AIM OF THE EXERCISE:
For the records below, tally the lines that contain "radius" and give only that number.

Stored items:

- - -

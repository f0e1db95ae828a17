// src/commands.rs
//
// =============================================================================
// ROBOCTAB: DEVICE COMMAND STREAM
// =============================================================================
//
// The wire format between the planner and the robot: an ordered list of
// absolute device commands.
//
// Responsibilities:
// 1. Define `DeviceOp`, the only thing a driver ever receives.
// 2. Build command lists through `CommandStream`, which tracks the tip and the
//    volume it holds and refuses any command that would overfill it.

use crate::core::{LabwareRole, Location, Microliters, Placement};
use crate::error::{ProtocolError, Result};
use serde::{Deserialize, Serialize};
use std::fmt;

// Float slack for volume comparisons (uL).
const VOLUME_EPSILON: f64 = 1e-9;

// ============================================================================
// 1. THE COMMANDS
// ============================================================================

#[derive(Debug, Clone, PartialEq, Serialize, Deserialize)]
#[serde(tag = "op", rename_all = "snake_case")]
pub enum DeviceOp {
    LoadLabware {
        labware: LabwareRole,
        load_name: String,
        placement: Placement,
    },
    MoveLabware {
        labware: LabwareRole,
        from: Placement,
        to: Placement,
    },
    /// Default gantry speed for subsequent moves (mm/s).
    SetSpeed { mm_per_s: f64 },
    /// `None` picks the next available tip.
    PickUpTip { location: Option<Location> },
    /// `None` drops into the trash.
    DropTip {
        location: Option<Location>,
        home_after: bool,
    },
    ReturnTip,
    Aspirate {
        volume: Microliters,
        location: Location,
        rate: f64,
    },
    Dispense {
        volume: Microliters,
        location: Location,
        rate: f64,
    },
    AirGap { volume: Microliters },
    BlowOut { location: Location },
    TouchTip {
        location: Location,
        v_offset: f64,
        radius: f64,
        speed: f64,
    },
    MoveTo {
        location: Location,
        speed: Option<f64>,
    },
    Delay { seconds: f64 },
    /// Operator barrier: execution blocks until acknowledged.
    Pause { message: String },
    Comment { message: String },
}

impl DeviceOp {
    pub fn is_pause(&self) -> bool {
        matches!(self, DeviceOp::Pause { .. })
    }

    /// The physical location the pipette visits, if any.
    pub fn location(&self) -> Option<Location> {
        match self {
            DeviceOp::PickUpTip { location } | DeviceOp::DropTip { location, .. } => *location,
            DeviceOp::Aspirate { location, .. }
            | DeviceOp::Dispense { location, .. }
            | DeviceOp::BlowOut { location }
            | DeviceOp::TouchTip { location, .. }
            | DeviceOp::MoveTo { location, .. } => Some(*location),
            _ => None,
        }
    }
}

impl fmt::Display for DeviceOp {
    fn fmt(&self, f: &mut fmt::Formatter<'_>) -> fmt::Result {
        match self {
            DeviceOp::LoadLabware {
                labware,
                load_name,
                placement,
            } => write!(f, "load {labware} ({load_name}) -> {placement}"),
            DeviceOp::MoveLabware { labware, from, to } => {
                write!(f, "move {labware}: {from} -> {to}")
            }
            DeviceOp::SetSpeed { mm_per_s } => write!(f, "speed {mm_per_s} mm/s"),
            DeviceOp::PickUpTip { location: Some(loc) } => write!(f, "pick up tip at {loc}"),
            DeviceOp::PickUpTip { location: None } => write!(f, "pick up next tip"),
            DeviceOp::DropTip {
                location: Some(loc),
                ..
            } => write!(f, "drop tip at {loc}"),
            DeviceOp::DropTip { location: None, .. } => write!(f, "drop tip in trash"),
            DeviceOp::ReturnTip => write!(f, "return tip"),
            DeviceOp::Aspirate {
                volume,
                location,
                rate,
            } => write!(f, "aspirate {volume} from {location} (rate {rate})"),
            DeviceOp::Dispense {
                volume,
                location,
                rate,
            } => write!(f, "dispense {volume} to {location} (rate {rate})"),
            DeviceOp::AirGap { volume } => write!(f, "air gap {volume}"),
            DeviceOp::BlowOut { location } => write!(f, "blow out at {location}"),
            DeviceOp::TouchTip {
                location,
                v_offset,
                radius,
                speed,
            } => write!(
                f,
                "touch tip at {location} (v_offset {v_offset}, radius {radius}, speed {speed})"
            ),
            DeviceOp::MoveTo {
                location,
                speed: Some(speed),
            } => write!(f, "move to {location} at {speed} mm/s"),
            DeviceOp::MoveTo {
                location,
                speed: None,
            } => write!(f, "move to {location}"),
            DeviceOp::Delay { seconds } => write!(f, "delay {seconds}s"),
            DeviceOp::Pause { message } => write!(f, "PAUSE: {message}"),
            DeviceOp::Comment { message } => write!(f, "# {message}"),
        }
    }
}

// ============================================================================
// 2. THE STREAM BUILDER (Tip & Volume Guard)
// ============================================================================

/// Append-only builder for a command list.
///
/// Every liquid-handling call is checked against the tip state: aspirating
/// without a tip, picking up a second tip, or holding more than `capacity`
/// is an error and nothing is appended.
#[derive(Debug, Clone)]
pub struct CommandStream {
    ops: Vec<DeviceOp>,
    capacity: f64,
    held: f64,
    has_tip: bool,
    speed: Option<f64>,
}

impl CommandStream {
    pub fn new(capacity: Microliters) -> Self {
        Self {
            ops: Vec::new(),
            capacity: capacity.0,
            held: 0.0,
            has_tip: false,
            speed: None,
        }
    }

    /// Volume (liquid and air) currently in the tip.
    pub fn held(&self) -> Microliters {
        Microliters(self.held)
    }

    pub fn has_tip(&self) -> bool {
        self.has_tip
    }

    pub fn ops(&self) -> &[DeviceOp] {
        &self.ops
    }

    pub fn len(&self) -> usize {
        self.ops.len()
    }

    pub fn is_empty(&self) -> bool {
        self.ops.is_empty()
    }

    pub fn into_ops(self) -> Vec<DeviceOp> {
        self.ops
    }

    // --- Tip lifecycle ---

    pub fn pick_up_tip(&mut self, location: Option<Location>) -> Result<()> {
        if self.has_tip {
            return Err(ProtocolError::TipState(
                "pick-up requested while a tip is already attached".into(),
            ));
        }
        self.has_tip = true;
        self.held = 0.0;
        self.ops.push(DeviceOp::PickUpTip { location });
        Ok(())
    }

    pub fn drop_tip(&mut self, location: Option<Location>, home_after: bool) -> Result<()> {
        self.require_tip("drop tip")?;
        self.has_tip = false;
        self.held = 0.0;
        self.ops.push(DeviceOp::DropTip {
            location,
            home_after,
        });
        Ok(())
    }

    pub fn return_tip(&mut self) -> Result<()> {
        self.require_tip("return tip")?;
        self.has_tip = false;
        self.held = 0.0;
        self.ops.push(DeviceOp::ReturnTip);
        Ok(())
    }

    // --- Liquid handling ---

    pub fn aspirate(&mut self, volume: f64, location: Location, rate: f64) -> Result<()> {
        self.load(volume, "aspirate")?;
        self.ops.push(DeviceOp::Aspirate {
            volume: Microliters(volume),
            location,
            rate,
        });
        Ok(())
    }

    /// Dispensing more than is held expels trailing air; the load floors at zero.
    pub fn dispense(&mut self, volume: f64, location: Location, rate: f64) -> Result<()> {
        self.require_tip("dispense")?;
        Self::require_positive(volume, "dispense")?;
        self.held = (self.held - volume).max(0.0);
        self.ops.push(DeviceOp::Dispense {
            volume: Microliters(volume),
            location,
            rate,
        });
        Ok(())
    }

    pub fn air_gap(&mut self, volume: f64) -> Result<()> {
        self.load(volume, "air gap")?;
        self.ops.push(DeviceOp::AirGap {
            volume: Microliters(volume),
        });
        Ok(())
    }

    pub fn blow_out(&mut self, location: Location) -> Result<()> {
        self.require_tip("blow out")?;
        self.held = 0.0;
        self.ops.push(DeviceOp::BlowOut { location });
        Ok(())
    }

    pub fn touch_tip(
        &mut self,
        location: Location,
        v_offset: f64,
        radius: f64,
        speed: f64,
    ) -> Result<()> {
        self.require_tip("touch tip")?;
        self.ops.push(DeviceOp::TouchTip {
            location,
            v_offset,
            radius,
            speed,
        });
        Ok(())
    }

    // --- Motion & control ---

    pub fn move_to(&mut self, location: Location, speed: Option<f64>) {
        self.ops.push(DeviceOp::MoveTo { location, speed });
    }

    pub fn set_speed(&mut self, mm_per_s: f64) {
        self.speed = Some(mm_per_s);
        self.ops.push(DeviceOp::SetSpeed { mm_per_s });
    }

    /// Like `set_speed`, but emits nothing when the speed is already in effect.
    pub fn ensure_speed(&mut self, mm_per_s: f64) {
        if self.speed != Some(mm_per_s) {
            self.set_speed(mm_per_s);
        }
    }

    pub fn delay(&mut self, seconds: f64) {
        self.ops.push(DeviceOp::Delay { seconds });
    }

    pub fn pause(&mut self, message: impl Into<String>) {
        self.ops.push(DeviceOp::Pause {
            message: message.into(),
        });
    }

    pub fn comment(&mut self, message: impl Into<String>) {
        self.ops.push(DeviceOp::Comment {
            message: message.into(),
        });
    }

    // --- Deck ---

    pub fn load_labware(
        &mut self,
        labware: LabwareRole,
        load_name: impl Into<String>,
        placement: Placement,
    ) {
        self.ops.push(DeviceOp::LoadLabware {
            labware,
            load_name: load_name.into(),
            placement,
        });
    }

    pub fn move_labware(&mut self, labware: LabwareRole, from: Placement, to: Placement) {
        self.ops.push(DeviceOp::MoveLabware { labware, from, to });
    }

    // --- Guards ---

    fn load(&mut self, volume: f64, what: &str) -> Result<()> {
        self.require_tip(what)?;
        Self::require_positive(volume, what)?;
        if self.held + volume > self.capacity + VOLUME_EPSILON {
            return Err(ProtocolError::CapacityViolation {
                requested: volume,
                held: self.held,
                capacity: self.capacity,
            });
        }
        self.held += volume;
        Ok(())
    }

    fn require_tip(&self, what: &str) -> Result<()> {
        if self.has_tip {
            Ok(())
        } else {
            Err(ProtocolError::TipState(format!("{what} without a tip")))
        }
    }

    fn require_positive(volume: f64, what: &str) -> Result<()> {
        if volume.is_finite() && volume > 0.0 {
            Ok(())
        } else {
            Err(ProtocolError::TipState(format!(
                "{what} volume must be positive, got {volume}"
            )))
        }
    }
}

- - -

TASK RESULT:
5